Live Video Production Set Up?

Discussion in 'Digital Video' started by Andy Greenow, Jul 24, 2016.

  1. Andy Greenow macrumors newbie

    Jan 27, 2014
    Hi all,

    Just wondering what your live video production set up is. For example what Mac do you use? Processor speed, graphics card? Are you using HDMI or SDI? How do you feed the video from your camera into your Mac?

    I'm looking at setting a small studio up at home for live streaming and just curious at what things I need to be considering?

  2. joema2 macrumors 65816


    Sep 3, 2013
    Aside from the camera and computer issues, a good inexpensive method is using Google Hangouts On Air.

    This is different from regular Google Hangouts video conferencing. It is more designed for live streaming of talks, webinars, etc. It is free and supports these features:

    - Unlimited number of live viewers
    - Multi-camera broadcasts with video switching via control app
    - Cloud-based video recording
    - Unlisted or private broadcasts

    Getting started with Hangouts On Air:
    Unlisted On Air broadcast:

    Multicam On Air setup:
  3. Jorgos macrumors newbie

    Apr 22, 2012
    I use this. Not too sure about the processor, but it does the job

    Attached Files:

  4. mBox macrumors 68020

    Jun 26, 2002


    My day job we use the Sony AnyCast for live/tape feeds during events.
    I have seen the BlackMagic ATEM at work and its amazing.
    Heck even my RED Scarlet would work on the above for live use.
  5. sevoneone macrumors 6502

    May 16, 2010
    I have not done much live streaming lately, but I have used the Blackmagic Intensity Pro and Intensity Thunderbolt products for the purpose. The trouble with Blackmagic stuff is that it is pretty particular about input formats over HDMI and it takes a bit of trial and error to get it 100% depending on the camera you use.

    What type of live streaming are you wanting to do? That is really what will dictate your needs for everything you've asked for advice about. If you just need to stream video from a single source, you can pretty much pull that off using any Mac with a 2nd Gen Intel Core Processor or newer. If you need to be able to use your Mac for other tasks during the stream, or stream 60 frames per second, then you'll want to make sure you have at least an i5 and preferably an i7 processor from the last couple of years. There are hardware video encoders out there, even ones built into modern CPUs and GPUs, however, unless you want to spend a fair bit of extra money on some specialized hardware, the quality of the encoding is not on par with what you get using a solid software (CPU based) encoder in most cases. So you don't necessarily need a high end GPU unless you're planning on streaming games or other software that need the GPU horse power.

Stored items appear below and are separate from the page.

use std::path::PathBuf;

use clap::{Parser, Subcommand};

use azurerm::config::{ConfigError, Environment, Features, ProviderConfig};

#[derive(Parser, Debug)]
#[command(author, version, about)]
pub struct Cli {
    #[command(subcommand)]
    pub command: Command,
}

#[derive(Subcommand, Debug)]
pub enum Command {
    /// Parse and inspect Azure resource IDs
    Id {
        #[command(subcommand)]
        command: IdCommand,
    },
    /// Run a named validator against a value
    Validate(ValidateArgs),
    /// Manage a single resource against Azure Resource Manager
    Resource {
        #[command(subcommand)]
        command: ResourceCommand,
    },
}

#[derive(Subcommand, Debug)]
pub enum IdCommand {
    Parse(ParseArgs),
    /// List the resource ID types that can be parsed
    Types,
}

#[derive(clap::Args, Debug)]
pub struct ParseArgs {
    /// ID type key, see `id types`
    pub id_type: String,

    pub value: String,

    /// Match static segments regardless of casing
    #[arg(long)]
    pub insensitive: bool,
}

#[derive(clap::Args, Debug)]
pub struct ValidateArgs {
    /// A name validator or an ID type key
    pub validator: String,

    pub value: String,
}

#[derive(Subcommand, Debug)]
pub enum ResourceCommand {
    /// Refresh a state file from the remote object
    Read(StateArgs),
    /// Read an existing remote object into state by its ID
    Import(ImportArgs),
    /// Delete the remote object described by a state file
    Delete(StateArgs),
    /// Create, update or replace the remote object to match a config file
    Apply(ApplyArgs),
}

#[derive(clap::Args, Debug)]
pub struct StateArgs {
    #[command(flatten)]
    pub connection: ConnectionArgs,

    pub resource_type: String,

    #[arg(long)]
    pub state: PathBuf,
}

#[derive(clap::Args, Debug)]
pub struct ImportArgs {
    #[command(flatten)]
    pub connection: ConnectionArgs,

    pub resource_type: String,

    pub id: String,
}

#[derive(clap::Args, Debug)]
pub struct ApplyArgs {
    #[command(flatten)]
    pub connection: ConnectionArgs,

    pub resource_type: String,

    /// JSON object of resource attributes
    #[arg(long)]
    pub config: PathBuf,

    /// Prior state; the resource is created when omitted
    #[arg(long)]
    pub state: Option<PathBuf>,
}

#[derive(clap::Args, Debug)]
pub struct ConnectionArgs {
    #[arg(long, env = "ARM_SUBSCRIPTION_ID")]
    pub subscription_id: Option<String>,

    #[arg(long, env = "ARM_TENANT_ID")]
    pub tenant_id: Option<String>,

    #[arg(long, env = "ARM_ACCESS_TOKEN", hide_env_values = true)]
    pub access_token: Option<String>,

    /// public, usgovernment or china
    #[arg(long, env = "ARM_ENVIRONMENT", default_value = "public")]
    pub environment: String,

    /// Overrides the environment's Resource Manager endpoint
    #[arg(long, env = "ARM_ENDPOINT")]
    pub endpoint: Option<String>,

    /// JSON file of provider feature flags
    #[arg(long, env = "ARM_FEATURES_FILE")]
    pub features: Option<PathBuf>,
}

impl ConnectionArgs {
    pub fn into_config(self) -> Result<ProviderConfig, ConfigError> {
        let features = match &self.features {
            Some(path) => Features::from_file(path)?,
            None => Features::default(),
        };

        let config = ProviderConfig {
            subscription_id: self
                .subscription_id
                .ok_or(ConfigError::Missing("subscription_id"))?,
            tenant_id: self.tenant_id,
            access_token: self
                .access_token
                .ok_or(ConfigError::Missing("access_token"))?,
            environment: self.environment.parse::<Environment>()?,
            endpoint: self.endpoint,
            features,
            timeouts: Default::default(),
        };
        config.validate()?;
        Ok(config)
    }
}

#[cfg(test)]
mod tests {
    use super::*;
    use clap::Parser;
    use serial_test::serial;

    const SUBSCRIPTION: &str = "12345678-1234-9876-4563-123456789012";

    const ENV_VARS: &[&str] = &[
        "ARM_SUBSCRIPTION_ID",
        "ARM_TENANT_ID",
        "ARM_ACCESS_TOKEN",
        "ARM_ENVIRONMENT",
        "ARM_ENDPOINT",
        "ARM_FEATURES_FILE",
    ];

    // Runs `f` with the ARM_* variables set to `vars` only, restoring the
    // previous values afterwards.
    fn with_env<T>(vars: &[(&str, &str)], f: impl FnOnce() -> T) -> T {
        let backup: Vec<(&str, Option<String>)> = ENV_VARS
            .iter()
            .map(|name| (*name, std::env::var(name).ok()))
            .collect();
        unsafe {
            for name in ENV_VARS {
                std::env::remove_var(name);
            }
            for (name, value) in vars {
                std::env::set_var(name, value);
            }
        }

        let result = f();

        unsafe {
            for (name, value) in backup {
                match value {
                    Some(value) => std::env::set_var(name, value),
                    None => std::env::remove_var(name),
                }
            }
        }
        result
    }

    fn import_args(cli: Cli) -> ImportArgs {
        if let Command::Resource {
            command: ResourceCommand::Import(args),
        } = cli.command
        {
            args
        } else {
            panic!("Expected Resource Import command, got {:?}", cli.command);
        }
    }

    #[test]
    fn test_id_parse_args() {
        let cli = Cli::parse_from([
            "azurerm",
            "id",
            "parse",
            "key_vault",
            "/subscriptions/sub/resourceGroups/rg/providers/Microsoft.KeyVault/vaults/kv",
            "--insensitive",
        ]);

        if let Command::Id {
            command: IdCommand::Parse(args),
        } = cli.command
        {
            assert_eq!(args.id_type, "key_vault");
            assert!(args.insensitive);
        } else {
            panic!("Expected Id Parse command, got {:?}", cli.command);
        }
    }

    #[test]
    fn test_validate_args() {
        let cli = Cli::parse_from(["azurerm", "validate", "key_vault_name", "my-vault"]);

        if let Command::Validate(args) = cli.command {
            assert_eq!(args.validator, "key_vault_name");
            assert_eq!(args.value, "my-vault");
        } else {
            panic!("Expected Validate command, got {:?}", cli.command);
        }
    }

    #[test]
    fn test_apply_args_state_is_optional() {
        let cli = Cli::parse_from([
            "azurerm",
            "resource",
            "apply",
            "azurerm_resource_group",
            "--config=rg.json",
        ]);

        if let Command::Resource {
            command: ResourceCommand::Apply(args),
        } = cli.command
        {
            assert_eq!(args.config, PathBuf::from("rg.json"));
            assert!(args.state.is_none());
        } else {
            panic!("Expected Resource Apply command, got {:?}", cli.command);
        }
    }

    #[test]
    #[serial]
    fn test_connection_from_env_vars() {
        let args = with_env(
            &[
                ("ARM_SUBSCRIPTION_ID", SUBSCRIPTION),
                ("ARM_ACCESS_TOKEN", "env_token"),
                ("ARM_ENVIRONMENT", "china"),
            ],
            || {
                import_args(Cli::parse_from([
                    "azurerm",
                    "resource",
                    "import",
                    "azurerm_resource_group",
                    "/subscriptions/sub/resourceGroups/rg",
                ]))
            },
        );

        assert_eq!(args.connection.subscription_id.as_deref(), Some(SUBSCRIPTION));
        assert_eq!(args.connection.access_token.as_deref(), Some("env_token"));

        let config = args.connection.into_config().unwrap();
        assert_eq!(config.environment, Environment::China);
        assert_eq!(config.endpoint(), "https://management.chinacloudapi.cn");
    }

    #[test]
    #[serial]
    fn test_cli_flag_takes_precedence_over_env() {
        let args = with_env(&[("ARM_ACCESS_TOKEN", "env_token")], || {
            import_args(Cli::parse_from([
                "azurerm",
                "resource",
                "import",
                "azurerm_resource_group",
                "/subscriptions/sub/resourceGroups/rg",
                "--access-token=cli_token",
            ]))
        });

        assert_eq!(args.connection.access_token.as_deref(), Some("cli_token"));
    }

    #[test]
    #[serial]
    fn test_connection_defaults_without_env() {
        let args = with_env(&[], || {
            import_args(Cli::parse_from([
                "azurerm",
                "resource",
                "import",
                "azurerm_resource_group",
                "/subscriptions/sub/resourceGroups/rg",
            ]))
        });

        assert!(args.connection.subscription_id.is_none());
        assert!(args.connection.access_token.is_none());
        assert_eq!(args.connection.environment, "public");
        assert!(matches!(
            args.connection.into_config(),
            Err(ConfigError::Missing("subscription_id"))
        ));
    }

    #[test]
    #[serial]
    fn test_connection_rejects_unknown_environment() {
        let args = with_env(&[], || {
            import_args(Cli::parse_from([
                "azurerm",
                "resource",
                "import",
                "azurerm_resource_group",
                "/subscriptions/sub/resourceGroups/rg",
                "--subscription-id",
                SUBSCRIPTION,
                "--access-token=token",
                "--environment=mars",
            ]))
        });

        assert!(matches!(
            args.connection.into_config(),
            Err(ConfigError::UnknownEnvironment(_))
        ));
    }
}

    It surprisingly does not take a huge amount of power to pull off a basic HD live stream. My wife occasionally likes to stream a couple of non demanding 2D games on Twitch. She uses a 2nd Gen Core i3 based Hackintosh with 8GB of RAM and an nVidia 740. Live encoding a 30fps 720p stream and playing the games pretty much maxes out that little box. It is able to pull it off smoothly but there is zero overhead for anything else.

    On the other end of the spectrum, at work I have a 2012 i7 MacMini quad with 16 GB of RAM and the Blackmagic Intensity Thunderbolt. We use it to live stream meetings and trainings and it has plenty of power to stream 1080p from a camera source and desktop capture and also be able to do just about anything else at the same time. Love that little box.
  6. Jorgos macrumors newbie

    Apr 22, 2012

    Yep, a RED scarlet will work in there. Most anything will really. I haven't used a Sony Anycast yet, but I don't mind those Blackmagic ATEM mixers. I like the fact that you dont necessarily need the control surface, using your laptop works just as well. Unfortunately they are a little underpowered for most things I do. This particular event in the above photo was actually a pretty low spec job. We only had 18 cameras, 6 replay machines and a couple of graphics generators. Normally we can expect at least 25 cameras etc. But this time we didn't have to link with a studio as another production group was adding their own branding, commentary and hosting positions. Nice easy day out!

    I don't know about the streaming side of things much. But to get the camera into your Mac I would look at a blackmagic ultrastudio express. This will be able to connect just about any camera to your computer via thunderbolt. Also works for export too, but mainly back through SDI rather than to the web.